Wanita yang akan menenun untuk pertama kali harus mengenakan baju adat agar
jiwa penenun kuat. Demikian pula saat proses peminyakan benang, penenun harus
mengenakan rok yang terbuat dari tenun ikat yang disebut ngantak, disertai bunga ditelinganya sebagai simbol kehidupan
manusia. Hal ini dilakukan oleh penenun untuk menghormati nenek moyang. Ritual
lain yang harus dilakukan adalah pada saat proses pencampuran hati binatang dan
lemak hewan tertentu dengan beberapa zat pewarna tertentu tidak boleh
disaksikan oleh orang lain. Selain itu selama proses pewarnaan benang
berlangsung, penenun harus meletakkan sesaji pada dulang benang dengan tujuan agar penenun dilindungi selama proses
pewarnaan.
Pada jaman dahulu saat menunggu
benang yang telah dingaos penenun
biasanya melakukan bekanduk dan bekana. Kain tenun adalah salah satu
bentuk dari lambang tuturan dan dalam tradisi lisan terdapat cerita-cerita
tertentu mengenai tenun ikat yang telah menjadi satu dengan segala aspek kehidupan
masyarakat Dayak. Kana yang merupakan
bagian dari tradisi lisan Daya Desa berbentuk cerita lirik, semacam syair
panjang yang dituturkan oleh orang-orang tertentu. Menurut Mering (2000) bekana sangat erat kaitannya dengan
proses penciptaan tenun ikat Dayak. Pada sebuah cerita kana dalam lirik-lirik syairnya maka ditemukanlah suatu peristiwa
mengapa dan bagaimana tenun ikat tercipta, kegunaanya baik dalam hal bentuk
seperti kain bidang, kumbu’ dan selampai, maupun motifnya seperti naga,
sisik langit dan sebagainya. Juga terdapat aturan mana motif yang terlarang dan
motif-motif yang boleh dicontoh oleh manusia. Pada sebuah cerita kana sering memberikan inspirasi bagi
para penenun dalam penyelesaian tenunannya. Kana
dapat membangkitkan daya imajinasi para penenun. Menurut Nandai pada jaman
dahulu para penenun bersama-sama menenun di ruai betang. Mereka menenun sambil
mendengarkan kana yang dibawakan oleh
ahli kana yang sengaja diundang ke
rumah betang.
Proses
penciptaan, kegunaan, dan pemeliharaan tenun ikat mengacu pada hukum
keseimbangan alam yaitu berupa sesaji, upacara adat, dan sikap hidup. Terlihat
pula dari adanya aturan setelah menyelesaikan kain tenunnya, penenun harus
melakukan sengkelan yakni
menghantarkan sesaji berupa makanan untuk menghormati nenek moyang. Sengkelan merupakan syarat mutlak yang
harus dilakukan oleh penenun setelah menyelesaikan kain tenunannya hal ini
bertujuan untuk menghormati nenek moyang dan dewa-dewi serta roh lain agar
melindungi penenun, sehingga dalam menenun mendapatkan kekuatan tertentu.

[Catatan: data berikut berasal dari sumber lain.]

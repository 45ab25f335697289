//! Merging pass results and writing `violations.json`.

use std::collections::HashSet;
use std::path::Path;

use specweaver_shared::{Result, Violation, ViolationReport, write_json_atomic};
use tracing::debug;

/// File name of the written report.
pub const VIOLATIONS_FILE: &str = "violations.json";

/// Combine the findings of independent passes.
///
/// One violation is kept per `(file, kind)`: the first one seen, so earlier
/// passes win ties. The result is ordered by file, then severity (highest
/// first), then kind.
pub fn merge(passes: impl IntoIterator<Item = Vec<Violation>>) -> Vec<Violation> {
    let mut seen = HashSet::new();
    let mut merged: Vec<Violation> = passes
        .into_iter()
        .flatten()
        .filter(|v| seen.insert((v.file.clone(), v.kind)))
        .collect();
    merged.sort_by(|a, b| {
        a.file
            .cmp(&b.file)
            .then(b.severity.cmp(&a.severity))
            .then(a.kind.cmp(&b.kind))
    });
    merged
}

/// Atomically write `report` to `path`.
pub fn write_report(path: &Path, report: &ViolationReport) -> Result<()> {
    write_json_atomic(path, report)?;
    debug!(path = %path.display(), violations = report.total_count, "violation report written");
    Ok(())
}
//! Structural dependency auditor for generated artifacts.
//!
//! Artifacts are partitioned into layers by their top-level directory. Each
//! file is scanned by two independent passes (a tree-sitter parse and a
//! line-oriented lexical scan); both feed the same layering rules and their
//! violations are merged per `(file, kind)`. No generation calls are made.

pub mod lexical;
pub mod report;
pub mod rules;
pub mod structural;

use std::path::{Path, PathBuf};

use specweaver_shared::{Layer, LayerConfig, Result, SpecWeaverError, Violation, ViolationKind, ViolationReport};
use tracing::{info, instrument, warn};
use walkdir::WalkDir;

pub use report::{VIOLATIONS_FILE, merge, write_report};
pub use rules::{Reference, UnitIndex, evaluate, resolve};
pub use structural::StructuralPass;

/// An import statement as seen by a pass.
#[derive(Debug, Clone, PartialEq, Eq)]
pub struct ImportRef {
    /// Module path as written, including leading dots of relative imports.
    pub module: String,
    /// Names listed after `import` in a `from` import.
    pub names: Vec<String>,
    pub line: usize,
}

#[derive(Debug, Clone, PartialEq, Eq)]
pub struct ClassDecl {
    pub name: String,
    pub line: usize,
}

/// What one pass extracted from one file.
#[derive(Debug, Clone, Default, PartialEq, Eq)]
pub struct Findings {
    pub imports: Vec<ImportRef>,
    pub classes: Vec<ClassDecl>,
    /// First line the parser could not make sense of.
    pub syntax_error: Option<usize>,
}

/// A generated source file assigned to a layer.
#[derive(Debug, Clone, PartialEq, Eq)]
pub struct Artifact {
    pub path: PathBuf,
    /// Path relative to the audited root, `/`-separated.
    pub relative: String,
    pub layer: Layer,
    pub stem: String,
}

/// Result of walking an audit root.
#[derive(Debug, Default)]
pub struct Collection {
    pub artifacts: Vec<Artifact>,
    /// Layer entries the walk could not visit, one violation per path.
    pub unreadable: Vec<Violation>,
}

/// Source files under `root` whose top-level directory is a layer directory.
///
/// Symlinks are followed. An entry the walk cannot visit is logged and, when
/// it lies inside a layer directory, reported as unreadable; the walk goes on.
pub fn collect_artifacts(root: &Path, layers: &LayerConfig) -> Result<Collection> {
    if !root.is_dir() {
        return Err(SpecWeaverError::validation(format!(
            "audit root {} is not a directory",
            root.display()
        )));
    }

    let mut collection = Collection::default();
    for entry in WalkDir::new(root).follow_links(true).sort_by_file_name() {
        let entry = match entry {
            Ok(entry) => entry,
            Err(e) => {
                let path = e.path().unwrap_or(root);
                warn!(path = %path.display(), error = %e, "skipping unreadable entry");
                let relative = relative_path(root, path)
                    .filter(|relative| layer_of(relative, layers).is_some());
                if let Some(relative) = relative {
                    collection.unreadable.push(Violation::new(
                        ViolationKind::SyntaxViolation,
                        relative,
                        None,
                        format!("entry could not be read: {e}"),
                    ));
                }
                continue;
            }
        };
        let path = entry.path();
        if !entry.file_type().is_file()
            || path.extension().and_then(|e| e.to_str()) != Some(layers.extension.as_str())
        {
            continue;
        }

        let Some(relative) = relative_path(root, path) else {
            continue;
        };
        let (Some(layer), Some(stem)) = (
            layer_of(&relative, layers),
            path.file_stem().and_then(|s| s.to_str()),
        ) else {
            continue;
        };

        collection.artifacts.push(Artifact {
            path: path.to_path_buf(),
            relative,
            layer,
            stem: stem.to_string(),
        });
    }
    Ok(collection)
}

fn relative_path(root: &Path, path: &Path) -> Option<String> {
    let relative = path.strip_prefix(root).ok()?;
    let parts: Vec<&str> = relative
        .components()
        .filter_map(|c| c.as_os_str().to_str())
        .collect();
    (!parts.is_empty()).then(|| parts.join("/"))
}

fn layer_of(relative: &str, layers: &LayerConfig) -> Option<Layer> {
    relative
        .split('/')
        .next()
        .and_then(|dir| layers.layer_for_dir(dir))
}

pub struct Auditor {
    layers: LayerConfig,
    structural: StructuralPass,
}

impl Auditor {
    pub fn new(layers: LayerConfig) -> Result<Self> {
        Ok(Self {
            layers,
            structural: StructuralPass::new()?,
        })
    }

    /// Scan every artifact under `root`.
    ///
    /// A file that cannot be read or parsed is reported and the scan moves
    /// on to the next file.
    #[instrument(skip_all, fields(root = %root.display()))]
    pub fn audit(&mut self, root: &Path) -> Result<ViolationReport> {
        let Collection {
            artifacts,
            mut unreadable,
        } = collect_artifacts(root, &self.layers)?;

        let mut scanned = Vec::with_capacity(artifacts.len());
        for artifact in artifacts {
            match std::fs::read_to_string(&artifact.path) {
                Ok(source) => {
                    let structural = self.structural.scan(&source);
                    let lexical = lexical::scan(&source);
                    scanned.push((artifact, structural, lexical));
                }
                Err(e) => {
                    warn!(file = %artifact.relative, error = %e, "cannot read artifact");
                    unreadable.push(Violation::new(
                        ViolationKind::SyntaxViolation,
                        &artifact.relative,
                        None,
                        format!("file could not be read: {e}"),
                    ));
                }
            }
        }

        let mut index = UnitIndex::default();
        for (artifact, structural, lexical) in &scanned {
            index.insert(artifact.stem.clone(), artifact.layer);
            for class in structural.classes.iter().chain(&lexical.classes) {
                index.insert(class.name.clone(), artifact.layer);
            }
        }

        let mut structural_violations = Vec::new();
        let mut lexical_violations = Vec::new();
        for (artifact, structural, lexical) in &scanned {
            structural_violations.extend(evaluate(artifact, structural, &self.layers, &index));
            lexical_violations.extend(evaluate(artifact, lexical, &self.layers, &index));
        }

        let files_scanned = scanned.len() + unreadable.len();
        let violations = merge([structural_violations, lexical_violations, unreadable]);
        let report = ViolationReport::new(violations, files_scanned);
        info!(
            files = files_scanned,
            violations = report.total_count,
            "audit complete"
        );
        Ok(report)
    }

    /// [`audit`](Self::audit) and write the report to `root/violations.json`.
    pub fn audit_to_file(&mut self, root: &Path) -> Result<(ViolationReport, PathBuf)> {
        let report = self.audit(root)?;
        let path = root.join(VIOLATIONS_FILE);
        write_report(&path, &report)?;
        Ok((report, path))
    }
}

Penenun mempercayai bahwa dengan kekuatan Petara
akan membangkitkan semangat penenun dalam bekerja dan akan memperoleh hasil
tenunan yang memuaskan.
Proses yang dilakukan penenun
selama proses menenun sama dengan konsep komunikasi tradisional, yang
menyatakan bahwa komunikasi
tradisional dipakai untuk kegiatan komunikasi yang menggunakan unsur tradisi.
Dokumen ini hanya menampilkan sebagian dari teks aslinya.